-- Try it --
Each line of the listing below containing the word "many" should be returned.

BEGIN Data extracts

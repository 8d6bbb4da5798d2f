//! Snapping arbitrary coordinates onto network nodes.
//!
//! A snap finds the nearest node (planar lat/lon metric, via the spatial
//! index), measures the exact haversine offset to it, and accepts it only if
//! the offset is within the tolerance.  Because the candidate node does not
//! depend on the tolerance, a point that snaps at `t1` snaps to the same node
//! at every `t2 > t1`.
//!
//! # Tiered fallback
//!
//! [`SnapTiers`] escalates primary → secondary → unbounded.  Batch tiering
//! only retries the entries that are still unsnapped, so a successful snap
//! from a tighter tier is never overwritten.

use rayon::prelude::*;
use serde::{Deserialize, Serialize};

use sa_core::{GeoPoint, NodeId};

use crate::network::RoadNetwork;
use crate::tags::EdgeTag;

/// Tolerance that accepts any nearest node.
pub const UNBOUNDED_TOLERANCE_M: f64 = f64::INFINITY;

/// Below this many points a batch is snapped on the calling thread.
const PARALLEL_BATCH_MIN: usize = 256;

/// A successful snap: the node and the haversine offset to it in metres.
#[derive(Copy, Clone, Debug, PartialEq, Serialize)]
pub struct Snap {
    pub node: NodeId,
    pub offset_m: f64,
}

/// Primary and secondary snap tolerances in metres.  The third, implicit
/// tier is [`UNBOUNDED_TOLERANCE_M`].
#[derive(Copy, Clone, Debug, PartialEq, Serialize, Deserialize)]
pub struct SnapTiers {
    pub primary_m: f64,
    pub secondary_m: f64,
}

impl Default for SnapTiers {
    fn default() -> Self {
        Self { primary_m: 120.0, secondary_m: 300.0 }
    }
}

impl SnapTiers {
    pub fn new(primary_m: f64, secondary_m: f64) -> Self {
        Self { primary_m, secondary_m }
    }

    /// Tolerances in the order they are tried.
    pub fn tolerances(&self) -> [f64; 3] {
        [self.primary_m, self.secondary_m, UNBOUNDED_TOLERANCE_M]
    }
}

impl<T: EdgeTag> RoadNetwork<T> {
    /// Snap `pos` to its nearest node if the offset is `<= tolerance_m`.
    ///
    /// A negative or NaN tolerance never matches.  Pass
    /// [`UNBOUNDED_TOLERANCE_M`] to accept any nearest node.
    pub fn snap(&self, pos: GeoPoint, tolerance_m: f64) -> Option<Snap> {
        let node = self.nearest_node(pos)?;
        let offset_m = pos.distance_m(self.node_pos[node.index()]);
        (offset_m.is_finite() && offset_m <= tolerance_m).then_some(Snap { node, offset_m })
    }

    /// Snap many points against one index.  Output is index-aligned with
    /// `points`; each entry follows the [`snap`](Self::snap) contract.
    pub fn snap_batch(&self, points: &[GeoPoint], tolerance_m: f64) -> Vec<Option<Snap>> {
        if points.len() < PARALLEL_BATCH_MIN {
            points.iter().map(|p| self.snap(*p, tolerance_m)).collect()
        } else {
            points.par_iter().map(|p| self.snap(*p, tolerance_m)).collect()
        }
    }

    /// Try each tier in turn until one succeeds.
    pub fn snap_tiered(&self, pos: GeoPoint, tiers: SnapTiers) -> Option<Snap> {
        tiers
            .tolerances()
            .into_iter()
            .find_map(|tol| self.snap(pos, tol))
    }

    /// Batch version of [`snap_tiered`](Self::snap_tiered).  Each tier only
    /// re-snaps the entries the previous tiers left empty.
    pub fn snap_batch_tiered(&self, points: &[GeoPoint], tiers: SnapTiers) -> Vec<Option<Snap>> {
        let [primary, rest @ ..] = tiers.tolerances();
        let mut out = self.snap_batch(points, primary);

        for tol in rest {
            let pending: Vec<usize> = (0..out.len()).filter(|&i| out[i].is_none()).collect();
            if pending.is_empty() {
                break;
            }
            let retry_points: Vec<GeoPoint> = pending.iter().map(|&i| points[i]).collect();
            let retried = self.snap_batch(&retry_points, tol);
            for (i, snap) in pending.into_iter().zip(retried) {
                if snap.is_some() {
                    out[i] = snap;
                }
            }
        }
        out
    }
}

END Data extracts

-- Response to this exercise --
/// Below this many points a batch is snapped on the calling thread.
    /// Snap many points against one index.  Output is index-aligned with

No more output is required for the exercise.